April 1, 2020
Listen, watch and wait: how COVID-19 is changing food consumption
By Jeanine Moyer
The disconnect between consumers and food producers, or farmers, has never been more obvious. In this new COVID-19 world, where grocery store employees and truckers have never been more revered, it’s clear consumers aren’t aware of another type of front-line workers – the farmers who are working to produce the food to fill grocery store shelves.
Supply chain shift
Jo-Ann McArthur, Nourish Network partner and president and chief strategist at Nourish Food Marketing is in tune with the rapidly shifting food supply chain as a result of the ongoing pandemic. “The supply chain is pivoting as it moves from the traditional 60/40 mix of foodservice to grocery ratio to the new 15/85 mix of foodservice to grocery,” she says, noting the challenge that our supply chain can’t change that quickly.

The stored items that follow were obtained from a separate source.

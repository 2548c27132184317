/// Insets around a box, in density-independent points.
#[derive(Debug, Clone, Copy, PartialEq, Eq, Default)]
pub struct Edges {
    pub top: u16,
    pub right: u16,
    pub bottom: u16,
    pub left: u16,
}

impl Edges {
    pub const fn new(top: u16, right: u16, bottom: u16, left: u16) -> Self {
        Self {
            top,
            right,
            bottom,
            left,
        }
    }

    pub const fn all(value: u16) -> Self {
        Self::new(value, value, value, value)
    }

    pub const fn horizontal(value: u16) -> Self {
        Self::new(0, value, 0, value)
    }

    pub const fn symmetric(vertical: u16, horizontal: u16) -> Self {
        Self::new(vertical, horizontal, vertical, horizontal)
    }

    pub const fn is_zero(&self) -> bool {
        self.top == 0 && self.right == 0 && self.bottom == 0 && self.left == 0
    }
}
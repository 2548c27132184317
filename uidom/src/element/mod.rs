mod content;
mod node;

pub use content::Content;
pub use node::{Aria, Element, Role};

/// Find an element by ID in the tree.
pub fn find_element<'a>(root: &'a Element, id: &str) -> Option<&'a Element> {
    if root.id == id {
        return Some(root);
    }

    if let Content::Children(children) = &root.content {
        for child in children {
            if let Some(found) = find_element(child, id) {
                return Some(found);
            }
        }
    }

    None
}

/// Count every node in the tree, the root included.
pub fn count_elements(root: &Element) -> usize {
    match &root.content {
        Content::Children(children) => 1 + children.iter().map(count_elements).sum::<usize>(),
        _ => 1,
    }
}
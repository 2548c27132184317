#[derive(Debug, Clone, Copy, PartialEq, Eq, Default)]
pub enum Direction {
    Row,
    #[default]
    Column,
}

#[derive(Debug, Clone, Copy, PartialEq, Eq, Default)]
pub enum Justify {
    #[default]
    Start,
    Center,
    End,
    SpaceBetween,
}

#[derive(Debug, Clone, Copy, PartialEq, Eq, Default)]
pub enum Align {
    Start,
    Center,
    End,
    #[default]
    Stretch,
}

#[derive(Debug, Clone, Copy, PartialEq, Eq, Default)]
pub enum Border {
    #[default]
    None,
    Hairline,
    Solid,
}

#[derive(Debug, Clone, Copy, PartialEq, Eq, Default)]
pub struct TextStyle {
    pub underline: bool,
}

impl TextStyle {
    pub const fn new() -> Self {
        Self { underline: false }
    }

    pub const fn underline(mut self) -> Self {
        self.underline = true;
        self
    }
}
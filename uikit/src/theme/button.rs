use uidom::{Align, Border, Color, Edges, Justify, Style, TextStyle};

/// Corner radius shared by every button size.
const RADIUS: u16 = 6;

#[derive(Debug, Clone, Copy, Default, PartialEq, Eq, Hash)]
pub enum ButtonVariant {
    #[default]
    Default,
    Destructive,
    Outline,
    Secondary,
    Ghost,
    Link,
}

#[derive(Debug, Clone, Copy, Default, PartialEq, Eq, Hash)]
pub enum ButtonSize {
    #[default]
    Default,
    Sm,
    Lg,
    Icon,
}

/// Resolved presentation for a pressable.
#[derive(Debug, Clone, PartialEq)]
pub struct ButtonStyle {
    pub style: Style,
    pub padding: Edges,
    pub height: u16,
    pub justify: Justify,
    pub align: Align,
}

/// Map a variant and size to a style. `extra` is layered on last.
pub fn button_variants(
    variant: ButtonVariant,
    size: ButtonSize,
    extra: Option<&Style>,
) -> ButtonStyle {
    let style = match variant {
        ButtonVariant::Default => Style::new()
            .background(Color::var("primary"))
            .foreground(Color::var("primary-foreground")),
        ButtonVariant::Destructive => Style::new()
            .background(Color::var("destructive"))
            .foreground(Color::var("destructive-foreground")),
        ButtonVariant::Outline => Style::new()
            .background(Color::var("background"))
            .foreground(Color::var("foreground"))
            .border(Border::Hairline, Color::var("input")),
        ButtonVariant::Secondary => Style::new()
            .background(Color::var("secondary"))
            .foreground(Color::var("secondary-foreground")),
        ButtonVariant::Ghost => Style::new().foreground(Color::var("foreground")),
        ButtonVariant::Link => Style::new()
            .foreground(Color::var("primary"))
            .text_style(TextStyle::new().underline()),
    }
    .radius(RADIUS);

    let (height, padding) = match size {
        ButtonSize::Default => (40, Edges::symmetric(8, 16)),
        ButtonSize::Sm => (36, Edges::horizontal(12)),
        ButtonSize::Lg => (44, Edges::horizontal(32)),
        ButtonSize::Icon => (40, Edges::default()),
    };

    ButtonStyle {
        style: match extra {
            Some(extra) => style.merge(extra),
            None => style,
        },
        padding,
        height,
        justify: Justify::Center,
        align: Align::Center,
    }
}

#[cfg(test)]
mod tests {
    use super::*;

    #[test]
    fn test_outline_has_input_border() {
        let resolved = button_variants(ButtonVariant::Outline, ButtonSize::Sm, None);
        assert_eq!(resolved.style.border, Some(Border::Hairline));
        assert_eq!(resolved.style.border_color, Some(Color::var("input")));
        assert_eq!(resolved.height, 36);
        assert_eq!(resolved.padding, Edges::horizontal(12));
    }

    #[test]
    fn test_extra_style_wins() {
        let extra = Style::new().background(Color::var("accent"));
        let resolved = button_variants(ButtonVariant::Default, ButtonSize::Default, Some(&extra));
        assert_eq!(resolved.style.background, Some(Color::var("accent")));
        assert_eq!(
            resolved.style.foreground,
            Some(Color::var("primary-foreground"))
        );
    }

    #[test]
    fn test_pure() {
        let a = button_variants(ButtonVariant::Ghost, ButtonSize::Lg, None);
        let b = button_variants(ButtonVariant::Ghost, ButtonSize::Lg, None);
        assert_eq!(a, b);
        assert_eq!(a.style.background, None);
    }

    #[test]
    fn test_link_is_underlined() {
        let resolved = button_variants(ButtonVariant::Link, ButtonSize::Icon, None);
        assert_eq!(resolved.style.text_style.map(|t| t.underline), Some(true));
        assert!(resolved.padding.is_zero());
    }
}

The basic logistics of transporting food, necessary changes in municipal bylaws allowing off-hour store deliveries and staffing food processing plants are just some of the problems the supply chain is facing as focus shifts from the foodservice industry to grocery stores. “That’s why we’re seeing some shortages in stores – it’s not that we don’t have a stable food supply – it’s just the result of a rapidly changing supply chain.”
Community support soars
The good news for farmers and local food enthusiasts is that more people are turning to their local communities for information and support. And the result is a greater understanding to support their neighbours. From local craft breweries to community supported agriculture (CSA) food boxes, consumers are thinking, buying and supporting those closer to home.
“Look at the way farmers’ markets took off after the last recession,” McArthur says. “Dramatic social and economic situations like these will change consumer habits and we’re already seeing a shift in purchasing from the local community vendors, restaurants and farmers as consumers understand they need to support those around them.”
The face behind the food
Canadians are questioning their food now, more than ever. Health and exposure risks have some resisting take out options because they don’t trust the packaging or the number of people handling the food. Social media is full of ‘how to wash your food properly’ videos and questions about when farmers’ markets will open again. “Consumers have always wanted to know more about food, the food system and farmers,” says McArthur. “But when we come out of this, it’s going to be more important than ever to meet consumers where they want to be – trust and transparency will be critical.”